故郷・小松映画で盛り上げ 滝野さんが監督、脚本

小松を舞台にした映画を製作する滝野さん=北國新聞社

  ●「石切場」中心に全編ロケ

 小松市出身の滝野弘仁(ひろひと)さん(38)=東京=が、故郷を舞台にした映画「くまをまつ(仮)」の製作に乗り出した。自らの体験をもとに監督、脚本を手掛け、滝ケ原町の「石切場」を中心に、ほぼ全編小松でロケを行う。海外の映画祭に出品した後、北陸新幹線敦賀延伸後の来年中の公開を目指しており、日本遺産の認定を受けている「小松の石文化」など、故郷の魅力を国内外に発信する。

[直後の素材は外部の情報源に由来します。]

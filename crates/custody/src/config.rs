//! Service configuration.

use keyward_storage::{CasRetryConfig, RetryConfig};
use keyward_token::TokenConfig;
use serde::{Deserialize, Serialize};

use crate::error::ConfigError;

/// Configuration for [`CustodyService`](crate::CustodyService).
///
/// Loaded from a JSON document; only the `token` section is required.
///
/// ```
/// use keyward_custody::CustodyConfig;
///
/// let config = CustodyConfig::from_json(
///     r#"{
///         "token": {
///             "secret": "0123456789abcdef0123456789abcdef",
///             "max_age": "10m"
///         },
///         "cas_retry": { "max_retries": 8 }
///     }"#,
/// )
/// .unwrap();
/// assert_eq!(config.cas_retry.max_retries, 8);
/// assert_eq!(config.retry.max_retries, 3);
/// ```
#[derive(Debug, Clone, Serialize, Deserialize)]
#[serde(deny_unknown_fields)]
pub struct CustodyConfig {
    /// Location token settings.
    pub token: TokenConfig,

    /// Retry policy for transient store failures on reads.
    #[serde(default)]
    pub retry: RetryConfig,

    /// Retry policy for concurrent writers racing on the same record.
    #[serde(default)]
    pub cas_retry: CasRetryConfig,
}

impl CustodyConfig {
    /// A configuration with default retry policies.
    #[must_use]
    pub fn new(token: TokenConfig) -> Self {
        Self { token, retry: RetryConfig::default(), cas_retry: CasRetryConfig::default() }
    }

    /// Parses and validates a JSON configuration document.
    ///
    /// # Errors
    ///
    /// Returns [`ConfigError::Parse`] for malformed JSON or unknown fields,
    /// and [`ConfigError::Token`] if the token section does not validate.
    pub fn from_json(json: &str) -> Result<Self, ConfigError> {
        let config: Self = serde_json::from_str(json)?;
        config.token.validate()?;
        Ok(config)
    }
}
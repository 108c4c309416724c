//! Common types used across storage operations.

use bytes::Bytes;

/// Key-value pair returned from range queries.
#[derive(Debug, Clone, PartialEq, Eq)]
pub struct KeyValue {
    /// The key identifying this entry.
    pub key: Bytes,

    /// The value stored at this key.
    pub value: Bytes,
}

impl KeyValue {
    /// Creates a new key-value pair.
    pub fn new(key: Bytes, value: Bytes) -> Self {
        Self { key, value }
    }
}

/// Macro to define a newtype wrapper around `i64` with standard trait
/// implementations.
///
/// Each generated type:
/// - Is a transparent wrapper around `i64`
/// - Derives `Copy`, `Clone`, `Debug`, `PartialEq`, `Eq`, `Hash`, `PartialOrd`, `Ord`
/// - Derives `Serialize` and `Deserialize` (transparent)
/// - Implements `From<i64>`, `Into<i64>`, and `Display`
macro_rules! define_id {
    ($(#[$meta:meta])* $name:ident) => {
        $(#[$meta])*
        #[derive(
            Copy, Clone, Debug, PartialEq, Eq, Hash, PartialOrd, Ord,
            serde::Serialize, serde::Deserialize,
        )]
        #[serde(transparent)]
        pub struct $name(pub i64);

        impl From<i64> for $name {
            fn from(value: i64) -> Self {
                Self(value)
            }
        }

        impl From<$name> for i64 {
            fn from(id: $name) -> Self {
                id.0
            }
        }

        impl std::fmt::Display for $name {
            fn fmt(&self, f: &mut std::fmt::Formatter<'_>) -> std::fmt::Result {
                write!(f, "{}", self.0)
            }
        }
    };
}

define_id!(
    /// Identity of a tracked asset (a physical key).
    ///
    /// Allocated from the `assets` sequence on creation and never reused.
    ///
    /// # Examples
    ///
    /// ```
    /// use keyward_storage::AssetId;
    ///
    /// let id = AssetId::from(7);
    /// assert_eq!(i64::from(id), 7);
    /// assert_eq!(id.to_string(), "7");
    /// ```
    AssetId
);

define_id!(
    /// Identity of a custody ledger entry.
    LedgerEntryId
);

define_id!(
    /// Identity of a user, as issued by the external authentication service.
    ///
    /// Passing a `UserId` where an `AssetId` is expected is a compile-time
    /// error.
    UserId
);
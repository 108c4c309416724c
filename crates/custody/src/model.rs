//! Custody records: actors, assets and their state.
//!
//! The borrower lives inside [`Custody::CheckedOut`], so an asset can never
//! be available with a borrower, or out without one.

use std::{fmt, str::FromStr};

use chrono::{DateTime, Utc};
use keyward_storage::{AssetId, UserId};
use keyward_token::Location;
use serde::{Deserialize, Serialize};

use crate::error::{CustodyError, Result};

/// Role of an authenticated user.
#[derive(Debug, Clone, Copy, PartialEq, Eq, Hash, Serialize, Deserialize)]
pub enum Role {
    /// Manages assets and location codes.
    Admin,
    /// Security staff.
    Security,
    /// Other staff.
    Staff,
    /// Students; the default role for self-registered users.
    Student,
}

impl Role {
    /// Canonical spelling.
    #[must_use]
    pub fn as_str(self) -> &'static str {
        match self {
            Self::Admin => "Admin",
            Self::Security => "Security",
            Self::Staff => "Staff",
            Self::Student => "Student",
        }
    }
}

impl fmt::Display for Role {
    fn fmt(&self, f: &mut fmt::Formatter<'_>) -> fmt::Result {
        f.write_str(self.as_str())
    }
}

impl FromStr for Role {
    type Err = CustodyError;

    /// Parses a role name case-insensitively. Unknown names are rejected.
    fn from_str(s: &str) -> Result<Self> {
        [Self::Admin, Self::Security, Self::Staff, Self::Student]
            .into_iter()
            .find(|role| role.as_str().eq_ignore_ascii_case(s))
            .ok_or_else(|| CustodyError::invalid_request(format!("unknown role: {s:?}")))
    }
}

/// An authenticated user acting on an asset.
///
/// Identity comes from the authentication layer; this type only checks that
/// it is well formed.
#[derive(Debug, Clone, PartialEq, Eq, Serialize, Deserialize)]
pub struct Actor {
    user_id: UserId,
    display_name: String,
    role: Role,
}

impl Actor {
    /// Creates an actor, trimming the display name.
    ///
    /// # Errors
    ///
    /// Returns [`CustodyError::InvalidRequest`] for a blank display name.
    pub fn new(user_id: UserId, display_name: &str, role: Role) -> Result<Self> {
        let display_name = display_name.trim();
        if display_name.is_empty() {
            return Err(CustodyError::invalid_request("display name cannot be blank"));
        }
        Ok(Self { user_id, display_name: display_name.to_owned(), role })
    }

    /// Creates an actor from the raw fields of an authenticated session.
    ///
    /// # Errors
    ///
    /// Returns [`CustodyError::InvalidRequest`] for a blank display name or
    /// an unknown role.
    pub fn from_session(user_id: i64, display_name: &str, role: &str) -> Result<Self> {
        Self::new(UserId(user_id), display_name, role.parse()?)
    }

    /// The user's id.
    #[must_use]
    pub fn user_id(&self) -> UserId {
        self.user_id
    }

    /// The user's display name.
    #[must_use]
    pub fn display_name(&self) -> &str {
        &self.display_name
    }

    /// The user's role.
    #[must_use]
    pub fn role(&self) -> Role {
        self.role
    }

    /// Whether the actor may perform administrative operations.
    #[must_use]
    pub fn is_admin(&self) -> bool {
        self.role == Role::Admin
    }
}

/// Whether an asset can be checked out.
#[derive(Debug, Clone, Copy, PartialEq, Eq, Hash, Serialize, Deserialize)]
pub enum AssetStatus {
    /// On its hook at the home location.
    Available,
    /// Held by a borrower.
    CheckedOut,
}

impl fmt::Display for AssetStatus {
    fn fmt(&self, f: &mut fmt::Formatter<'_>) -> fmt::Result {
        match self {
            Self::Available => f.write_str("Available"),
            Self::CheckedOut => f.write_str("CheckedOut"),
        }
    }
}

/// Custody state of an asset.
#[derive(Debug, Clone, PartialEq, Eq, Serialize, Deserialize)]
#[serde(tag = "status")]
pub enum Custody {
    /// Nobody holds the asset.
    Available,
    /// `borrower` holds the asset.
    CheckedOut {
        /// Who checked it out.
        borrower: Actor,
    },
}

/// A custody transition.
#[derive(Debug, Clone, Copy, PartialEq, Eq, Hash, Serialize, Deserialize)]
pub enum CustodyAction {
    /// `Available` to `CheckedOut`.
    CheckOut,
    /// `CheckedOut` to `Available`.
    CheckIn,
}

impl CustodyAction {
    /// Snake-case name for logs.
    #[must_use]
    pub fn as_str(self) -> &'static str {
        match self {
            Self::CheckOut => "check_out",
            Self::CheckIn => "check_in",
        }
    }
}

impl fmt::Display for CustodyAction {
    fn fmt(&self, f: &mut fmt::Formatter<'_>) -> fmt::Result {
        f.write_str(self.as_str())
    }
}

/// A physical key tracked by the directory.
#[derive(Debug, Clone, PartialEq, Eq, Serialize, Deserialize)]
pub struct Asset {
    /// Stable identity.
    pub id: AssetId,
    /// Human label.
    pub name: String,
    /// Where the asset lives and must be checked out from.
    pub home_location: Location,
    /// Current custody state.
    pub custody: Custody,
    /// Time of the last checkout.
    pub checked_out_at: Option<DateTime<Utc>>,
    /// Time of the last check-in.
    pub checked_in_at: Option<DateTime<Utc>>,
    /// Number of custody transitions so far.
    pub revision: u64,
    /// When the asset was registered.
    pub created_at: DateTime<Utc>,
}

impl Asset {
    /// A newly registered, available asset.
    #[must_use]
    pub fn new(id: AssetId, name: String, home_location: Location, now: DateTime<Utc>) -> Self {
        Self {
            id,
            name,
            home_location,
            custody: Custody::Available,
            checked_out_at: None,
            checked_in_at: None,
            revision: 0,
            created_at: now,
        }
    }

    /// Current status.
    #[must_use]
    pub fn status(&self) -> AssetStatus {
        match self.custody {
            Custody::Available => AssetStatus::Available,
            Custody::CheckedOut { .. } => AssetStatus::CheckedOut,
        }
    }

    /// The current borrower, if checked out.
    #[must_use]
    pub fn borrower(&self) -> Option<&Actor> {
        match &self.custody {
            Custody::Available => None,
            Custody::CheckedOut { borrower } => Some(borrower),
        }
    }

    /// Returns the asset as it is after `action` by `actor` at `now`.
    ///
    /// The location binding is checked by the caller; this only enforces
    /// the status precondition.
    ///
    /// # Errors
    ///
    /// - [`CustodyError::AlreadyCheckedOut`] when checking out an asset that is out
    /// - [`CustodyError::NotCheckedOut`] when checking in an asset that is not
    pub fn transition(&self, action: CustodyAction, actor: &Actor, now: DateTime<Utc>) -> Result<Self> {
        let mut next = self.clone();
        match (action, &self.custody) {
            (CustodyAction::CheckOut, Custody::Available) => {
                next.custody = Custody::CheckedOut { borrower: actor.clone() };
                next.checked_out_at = Some(now);
            },
            (CustodyAction::CheckOut, Custody::CheckedOut { .. }) => {
                return Err(CustodyError::AlreadyCheckedOut { id: self.id });
            },
            (CustodyAction::CheckIn, Custody::CheckedOut { .. }) => {
                next.custody = Custody::Available;
                next.checked_in_at = Some(now);
            },
            (CustodyAction::CheckIn, Custody::Available) => {
                return Err(CustodyError::NotCheckedOut { id: self.id });
            },
        }
        next.revision += 1;
        Ok(next)
    }
}

#[cfg(test)]
#[allow(clippy::unwrap_used, clippy::expect_used)]
mod tests {
    use keyward_token::LocationSet;
    use rstest::rstest;

    use super::*;
    use crate::error::ErrorKind;

    fn asset() -> Asset {
        let home = LocationSet::default().resolve("Block A").unwrap();
        Asset::new(AssetId(7), "Lab 3 master".into(), home, Utc::now())
    }

    fn actor() -> Actor {
        Actor::new(UserId(42), "Ada", Role::Student).unwrap()
    }

    #[rstest]
    #[case("Admin", Role::Admin)]
    #[case("admin", Role::Admin)]
    #[case("SECURITY", Role::Security)]
    #[case("Staff", Role::Staff)]
    #[case("student", Role::Student)]
    fn test_role_parse(#[case] input: &str, #[case] expected: Role) {
        assert_eq!(input.parse::<Role>().unwrap(), expected);
    }

    #[rstest]
    #[case("")]
    #[case("Janitor")]
    #[case("Admins")]
    fn test_role_parse_rejects_unknown(#[case] input: &str) {
        assert_eq!(input.parse::<Role>().unwrap_err().kind(), ErrorKind::InvalidRequest);
    }

    #[test]
    fn test_actor_validation() {
        assert_eq!(Actor::new(UserId(1), "  Grace  ", Role::Staff).unwrap().display_name(), "Grace");
        assert!(Actor::new(UserId(1), "   ", Role::Staff).is_err());
        assert!(Actor::from_session(1, "Grace", "Wizard").is_err());
        assert!(Actor::from_session(1, "Grace", "admin").unwrap().is_admin());
    }

    #[test]
    fn test_checkout_then_checkin() {
        let now = Utc::now();
        let out = asset().transition(CustodyAction::CheckOut, &actor(), now).unwrap();
        assert_eq!(out.status(), AssetStatus::CheckedOut);
        assert_eq!(out.borrower(), Some(&actor()));
        assert_eq!(out.checked_out_at, Some(now));
        assert_eq!(out.revision, 1);

        let back = out.transition(CustodyAction::CheckIn, &actor(), now).unwrap();
        assert_eq!(back.status(), AssetStatus::Available);
        assert_eq!(back.borrower(), None);
        assert_eq!(back.checked_in_at, Some(now));
        assert_eq!(back.checked_out_at, Some(now));
        assert_eq!(back.revision, 2);
    }

    #[test]
    fn test_status_preconditions() {
        let now = Utc::now();
        let err = asset().transition(CustodyAction::CheckIn, &actor(), now).unwrap_err();
        assert_eq!(err.kind(), ErrorKind::NotCheckedOut);

        let out = asset().transition(CustodyAction::CheckOut, &actor(), now).unwrap();
        let err = out.transition(CustodyAction::CheckOut, &actor(), now).unwrap_err();
        assert_eq!(err.kind(), ErrorKind::AlreadyCheckedOut);
    }

    #[test]
    fn test_record_encoding() {
        let out = asset().transition(CustodyAction::CheckOut, &actor(), Utc::now()).unwrap();
        let json = serde_json::to_value(&out).unwrap();
        assert_eq!(json["home_location"], "Block A");
        assert_eq!(json["custody"]["status"], "CheckedOut");
        assert_eq!(json["custody"]["borrower"]["display_name"], "Ada");

        let decoded: Asset = serde_json::from_value(json).unwrap();
        assert_eq!(decoded, out);
    }

    #[test]
    fn test_unknown_status_rejected_at_decode() {
        let mut json = serde_json::to_value(asset()).unwrap();
        json["custody"]["status"] = "Lost".into();
        assert!(serde_json::from_value::<Asset>(json).is_err());
    }
}
//! Transactional key-value storage for the keyward custody service.
//!
//! This crate provides the [`StorageBackend`] trait the custody core is
//! written against, an in-memory implementation, and the small set of
//! helpers every record store needs: a key layout, id sequences, and retry
//! loops for transient failures and compare-and-set conflicts.
//!
//! # Architecture
//!
//! ```text
//! ┌─────────────────────────────────────────────────────────────┐
//! │                   keyward-custody                           │
//! │      Custody state machine, asset directory, ledger         │
//! ├─────────────────────────────────────────────────────────────┤
//! │                   keyward-storage                           │
//! │   StorageBackend trait · keys · sequences · retry           │
//! ├─────────────────────────────────────────────────────────────┤
//! │                    MemoryBackend                            │
//! └─────────────────────────────────────────────────────────────┘
//! ```
//!
//! # Quick Start
//!
//! ```
//! use keyward_storage::{MemoryBackend, StorageBackend};
//!
//! #[tokio::main]
//! async fn main() -> Result<(), Box<dyn std::error::Error>> {
//!     let backend = MemoryBackend::new();
//!
//!     backend.set(b"assets/7".to_vec(), b"available".to_vec()).await?;
//!
//!     let mut txn = backend.transaction().await?;
//!     txn.compare_and_set(
//!         b"assets/7".to_vec(),
//!         Some(b"available".to_vec()),
//!         b"checked-out".to_vec(),
//!     )?;
//!     txn.set(b"ledger/7/1".to_vec(), b"check-out".to_vec());
//!     txn.commit().await?;
//!
//!     Ok(())
//! }
//! ```
//!
//! # Feature Flags
//!
//! - **`testutil`**: shared helpers and assertion macros for integration tests.
//! - **`failpoints`**: activates `fail_point!` sites in the memory backend and the retry loops.

#![deny(unsafe_code)]

pub mod backend;
pub mod config;
pub mod error;
pub mod keys;
pub mod memory;
pub mod retry;
pub mod sequence;
#[cfg(any(test, feature = "testutil"))]
#[allow(clippy::expect_used, clippy::panic)]
pub mod testutil;
pub mod transaction;
pub mod types;

pub use backend::StorageBackend;
pub use config::{CasRetryConfig, RetryConfig};
pub use error::{BoxError, StorageError, StorageResult};
pub use memory::MemoryBackend;
pub use retry::{with_cas_retry, with_retry};
pub use sequence::next_id;
pub use transaction::Transaction;
pub use types::{AssetId, KeyValue, LedgerEntryId, UserId};
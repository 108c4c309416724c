//! Storage backend trait definition.
//!
//! [`StorageBackend`] is the record store the custody core is written
//! against. It is a deliberately small key-value interface:
//!
//! - **Keys and values are bytes**: records are encoded by the layer above
//! - **Async**: loads and saves are the only suspension points in a custody operation
//! - **Ordered range scans**: ledger history is read with a prefix scan
//! - **Transactional**: multi-key commits guarded by compare-and-set
//!
//! Domain logic (assets, ledger entries, sequences) lives in the crates built
//! on top of this trait, never in the backends.

use std::ops::RangeBounds;

use async_trait::async_trait;
use bytes::Bytes;

use crate::{error::StorageResult, transaction::Transaction, types::KeyValue};

/// Abstract storage backend for key-value operations.
///
/// Backends are `Send + Sync` and must tolerate concurrent callers.
///
/// | Method | Description |
/// |--------|-------------|
/// | [`get`](StorageBackend::get) | Retrieve a single value by key |
/// | [`set`](StorageBackend::set) | Store a key-value pair |
/// | [`compare_and_set`](StorageBackend::compare_and_set) | Atomic compare-and-swap |
/// | [`delete`](StorageBackend::delete) | Remove a key |
/// | [`get_range`](StorageBackend::get_range) | Retrieve keys in a range, in key order |
/// | [`transaction`](StorageBackend::transaction) | Begin an atomic transaction |
/// | [`health_check`](StorageBackend::health_check) | Verify backend availability |
///
/// # Example
///
/// ```
/// use bytes::Bytes;
/// use keyward_storage::{MemoryBackend, StorageBackend};
///
/// # tokio::runtime::Builder::new_current_thread().enable_all().build().unwrap().block_on(async {
/// let backend = MemoryBackend::new();
///
/// backend.set(b"key".to_vec(), b"value".to_vec()).await.unwrap();
/// let value = backend.get(b"key").await.unwrap();
/// assert_eq!(value, Some(Bytes::from("value")));
/// # });
/// ```
#[async_trait]
pub trait StorageBackend: Send + Sync {
    /// Retrieves a value by key.
    ///
    /// Returns `Ok(None)` when the key does not exist.
    #[must_use = "storage operations may fail and errors must be handled"]
    async fn get(&self, key: &[u8]) -> StorageResult<Option<Bytes>>;

    /// Stores a key-value pair, overwriting any existing value.
    #[must_use = "storage operations may fail and errors must be handled"]
    async fn set(&self, key: Vec<u8>, value: Vec<u8>) -> StorageResult<()>;

    /// Atomically sets a key's value if it matches the expected current value.
    ///
    /// - **`expected: None`**: insert-if-absent. Fails with
    ///   [`Conflict`](crate::StorageError::Conflict) if any value is present.
    /// - **`expected: Some(value)`**: update-if-unchanged. Fails with
    ///   [`Conflict`](crate::StorageError::Conflict) if the key is absent or holds different
    ///   bytes.
    ///
    /// The comparison is exact and length-sensitive. Records compared this
    /// way must be re-serialized deterministically, or better, the caller
    /// should pass back the exact bytes it read.
    ///
    /// `Conflict` is not transient. Implement an application-level loop that
    /// re-reads before retrying:
    ///
    /// ```no_run
    /// use keyward_storage::{MemoryBackend, StorageBackend, StorageError};
    ///
    /// async fn increment(backend: &MemoryBackend, key: &[u8]) -> Result<(), StorageError> {
    ///     loop {
    ///         let current = backend.get(key).await?;
    ///         let (expected, new_value) = match current {
    ///             Some(bytes) => {
    ///                 let n: u64 = String::from_utf8_lossy(&bytes).parse().unwrap_or(0);
    ///                 (Some(bytes.to_vec()), (n + 1).to_string().into_bytes())
    ///             },
    ///             None => (None, b"1".to_vec()),
    ///         };
    ///         match backend.compare_and_set(key, expected.as_deref(), new_value).await {
    ///             Ok(()) => return Ok(()),
    ///             Err(StorageError::Conflict) => continue,
    ///             Err(e) => return Err(e),
    ///         }
    ///     }
    /// }
    /// ```
    #[must_use = "compare-and-set may fail with a conflict and errors must be handled"]
    async fn compare_and_set(
        &self,
        key: &[u8],
        expected: Option<&[u8]>,
        new_value: Vec<u8>,
    ) -> StorageResult<()>;

    /// Deletes a key. Deleting a missing key is a no-op.
    #[must_use = "storage operations may fail and errors must be handled"]
    async fn delete(&self, key: &[u8]) -> StorageResult<()>;

    /// Retrieves all key-value pairs within a range, in ascending key order.
    #[must_use = "storage operations may fail and errors must be handled"]
    async fn get_range<R>(&self, range: R) -> StorageResult<Vec<KeyValue>>
    where
        R: RangeBounds<Vec<u8>> + Send;

    /// Begins a new transaction.
    #[must_use = "storage operations may fail and errors must be handled"]
    async fn transaction(&self) -> StorageResult<Box<dyn Transaction>>;

    /// Verifies that the backend can serve requests.
    #[must_use = "health check results indicate backend availability and must be inspected"]
    async fn health_check(&self) -> StorageResult<()>;
}
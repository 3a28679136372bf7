// AOT Cleanup Loader
//
// Text in, text out: the entry point for build tools that hand over one
// module source at a time.

use std::rc::Rc;

use ts::{create_source_file, normalize_path, CompilerHost, CompilerOptions, HostResult, Printer, TransformationContext};

use crate::config::AotCleanupOptions;
use crate::error::TransformResult;
use crate::run::AotCleanupRun;
use crate::transformer::aot_cleanup_transformer;

pub struct AotCleanupLoader {
    options: AotCleanupOptions,
    compiler_options: CompilerOptions,
    run: AotCleanupRun,
    printer: Printer,
}

impl AotCleanupLoader {
    pub fn new(options: AotCleanupOptions, host: Rc<dyn CompilerHost>) -> HostResult<Self> {
        let compiler_options = options.resolve_compiler_options(host.as_ref())?;
        let run = AotCleanupRun::from_options(&options, compiler_options.clone(), host)?;
        Ok(AotCleanupLoader {
            options,
            compiler_options,
            run,
            printer: Printer::new(),
        })
    }

    pub fn options(&self) -> &AotCleanupOptions {
        &self.options
    }

    pub fn run(&self) -> &AotCleanupRun {
        &self.run
    }

    pub fn load(&mut self, resource_path: &str, source: &str) -> TransformResult<String> {
        if self.options.disable {
            return Ok(source.to_string());
        }
        if self.run.walker_options().generated_file_pattern.is_match(resource_path) {
            tracing::debug!(resource_path, "passing generated file through");
            return Ok(source.to_string());
        }

        let file = create_source_file(&normalize_path(resource_path), source)?;
        let mut context = TransformationContext::new(self.compiler_options.clone());
        let transformed = aot_cleanup_transformer(&file, &mut context, &mut self.run)?;
        Ok(self.printer.print_file(&transformed))
    }
}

 滝野さんは早大在学中に友人の誘いでインディーズ映画の製作に参加したのをきっかけに映像の道に入った。2012年、共同監督の「もしかしたらバイバイ!」がゆうばり国際ファンタスティック映画祭など国内外の映画祭で入選した。今泉力哉監督、白石晃士監督の作品や、NHK大河ドラマ「いだてん」に助監督として参加した。

  ●少年と叔母が主人公/不思議なひと夏描く

 本籍は小松市滝ケ原町ながら転勤族の家庭で育ち、小松の祖父母の家に帰省し過ごした時間が少年時代の思い出として刻まれる。昨年1月に祖父が他界したのをきっかけに、祖父母の住んだ家に3週間ほど滞在し、脚本を執筆した。8歳の少年と脚本家の叔母の2人を主人公に、不思議なひと夏を描いた作品となる。

 叔母役を俳優の平野鈴(れい)さん、少年と地元キャストはオーディションで募る。地元キャストは10人弱を想定し、金沢フィルムコミッションのホームページで参加を呼び掛けている。ロケは8月中旬から下旬に行い、スイス・ロカルノ国際映画祭などに出品した後、来年中の公開を予定する。

 単独では初の長編作品となり、21日、北國新聞社を訪れた滝野さんは「小松の魅力である石と美しい水をメインに、石切場の持つ、自然と人が交錯するような雰囲気を作品に生かしたい」と語った。